→ WHAT THE TASK REQUIRES
Determine how many lines in these records hold "toml". Only the number is wanted.

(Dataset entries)
-=-=-

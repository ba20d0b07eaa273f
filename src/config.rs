use crate::monitor::MonitorConfig;
use crate::safety::{SafetyPolicy, ShortHoldPolicy};
use anyhow::{Context, Result};
use serde::Deserialize;
use solana_sdk::pubkey::Pubkey;
use std::collections::HashSet;
use std::str::FromStr;
use std::{fs, path::Path};

#[derive(Debug, Clone, Deserialize)]
#[serde(default)]
pub struct RpcCfg {
    pub http_url: String,
    pub ws_url: String,
    /// Delay between queued RPC calls; the global call rate is bounded by
    /// 1000 / this value.
    pub request_delay_ms: u64,
}

impl Default for RpcCfg {
    fn default() -> Self {
        Self {
            http_url: "https://api.mainnet-beta.solana.com".to_string(),
            ws_url: "wss://api.mainnet-beta.solana.com".to_string(),
            request_delay_ms: 100,
        }
    }
}

#[derive(Debug, Clone, Deserialize)]
#[serde(default)]
pub struct ListenerCfg {
    pub enabled: bool,
    pub drain_interval_ms: u64,
    /// Startup offset so listeners never submit to the gateway in the same
    /// tick.
    pub start_offset_ms: u64,
    pub dedup_capacity: usize,
}

impl Default for ListenerCfg {
    fn default() -> Self {
        Self {
            enabled: true,
            drain_interval_ms: 400,
            start_offset_ms: 0,
            dedup_capacity: 8192,
        }
    }
}

impl ListenerCfg {
    fn with_offset(start_offset_ms: u64) -> Self {
        Self {
            start_offset_ms,
            ..Self::default()
        }
    }
}

#[derive(Debug, Clone, Deserialize)]
#[serde(default)]
pub struct ListenersCfg {
    pub pump_v1: ListenerCfg,
    pub pump_amm: ListenerCfg,
    pub launchlab: ListenerCfg,
    pub meteora_dbc: ListenerCfg,
}

impl Default for ListenersCfg {
    fn default() -> Self {
        Self {
            pump_v1: ListenerCfg::with_offset(0),
            pump_amm: ListenerCfg::with_offset(100),
            launchlab: ListenerCfg::with_offset(200),
            meteora_dbc: ListenerCfg::with_offset(300),
        }
    }
}

#[derive(Debug, Clone, Deserialize)]
#[serde(default)]
pub struct SafetyCfg {
    /// Below this a pool is handed to the liquidity monitor.
    pub low_liquidity_threshold_sol: f64,
    pub lp_floor_sol: f64,
    pub latency_ceiling_ms: u64,
    pub max_creator_fee_pct: f64,
    pub max_slippage_pct: f64,
    pub blacklist: Vec<String>,
    pub short_hold: ShortHoldPolicy,
}

impl Default for SafetyCfg {
    fn default() -> Self {
        Self {
            low_liquidity_threshold_sol: 0.1,
            lp_floor_sol: 1.0,
            latency_ceiling_ms: 150,
            max_creator_fee_pct: 5.0,
            max_slippage_pct: 3.0,
            blacklist: Vec::new(),
            short_hold: ShortHoldPolicy::default(),
        }
    }
}

impl SafetyCfg {
    pub fn policy(&self) -> Result<SafetyPolicy> {
        let mut blacklist = HashSet::new();
        for entry in &self.blacklist {
            let mint = Pubkey::from_str(entry)
                .with_context(|| format!("invalid blacklisted mint: {}", entry))?;
            blacklist.insert(mint);
        }
        Ok(SafetyPolicy {
            lp_floor_sol: self.lp_floor_sol,
            latency_ceiling_ms: self.latency_ceiling_ms,
            max_creator_fee_pct: self.max_creator_fee_pct,
            max_slippage_pct: self.max_slippage_pct,
            blacklist,
            short_hold: self.short_hold.clone(),
        })
    }
}

#[derive(Debug, Clone, Deserialize)]
#[serde(default)]
pub struct NotifyCfg {
    pub webhook_url: Option<String>,
    pub verdict_log_path: String,
}

impl Default for NotifyCfg {
    fn default() -> Self {
        Self {
            webhook_url: None,
            verdict_log_path: "logs/safety_checks.jsonl".to_string(),
        }
    }
}

#[derive(Debug, Clone, Default, Deserialize)]
#[serde(default)]
pub struct Config {
    pub rpc: RpcCfg,
    pub listeners: ListenersCfg,
    pub monitor: MonitorConfig,
    pub safety: SafetyCfg,
    pub notify: NotifyCfg,
}

impl Config {
    pub fn from_file<P: AsRef<Path>>(path: P) -> Result<Self> {
        let s = fs::read_to_string(path.as_ref())?;
        let cfg: Self = toml::from_str(&s).context("parse poolscout.toml")?;
        Ok(cfg)
    }
}

#[cfg(test)]
mod tests {
    use super::*;

    #[test]
    fn test_empty_config_uses_defaults() {
        let cfg: Config = toml::from_str("").unwrap();
        assert_eq!(cfg.rpc.request_delay_ms, 100);
        assert_eq!(cfg.safety.lp_floor_sol, 1.0);
        assert_eq!(cfg.monitor.max_retries, 15);
        assert!(cfg.listeners.pump_v1.enabled);
        // Staggered offsets keep listeners off each other's ticks.
        assert_ne!(
            cfg.listeners.pump_v1.start_offset_ms,
            cfg.listeners.pump_amm.start_offset_ms
        );
    }

    #[test]
    fn test_partial_config_overrides_one_section() {
        let cfg: Config = toml::from_str(
            r#"
            [safety]
            lp_floor_sol = 2.5

            [safety.short_hold]
            enabled = true

            [listeners.launchlab]
            enabled = false
            "#,
        )
        .unwrap();
        assert_eq!(cfg.safety.lp_floor_sol, 2.5);
        assert!(cfg.safety.short_hold.enabled);
        assert_eq!(cfg.safety.short_hold.min_lp_sol, 1.5);
        assert!(!cfg.listeners.launchlab.enabled);
        assert!(cfg.listeners.pump_v1.enabled);
    }

    #[test]
    fn test_policy_rejects_bad_blacklist_entry() {
        let cfg = SafetyCfg {
            blacklist: vec!["not-a-pubkey".to_string()],
            ..SafetyCfg::default()
        };
        assert!(cfg.policy().is_err());
    }
}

-=-=-

→ EXPECTED ANSWER
3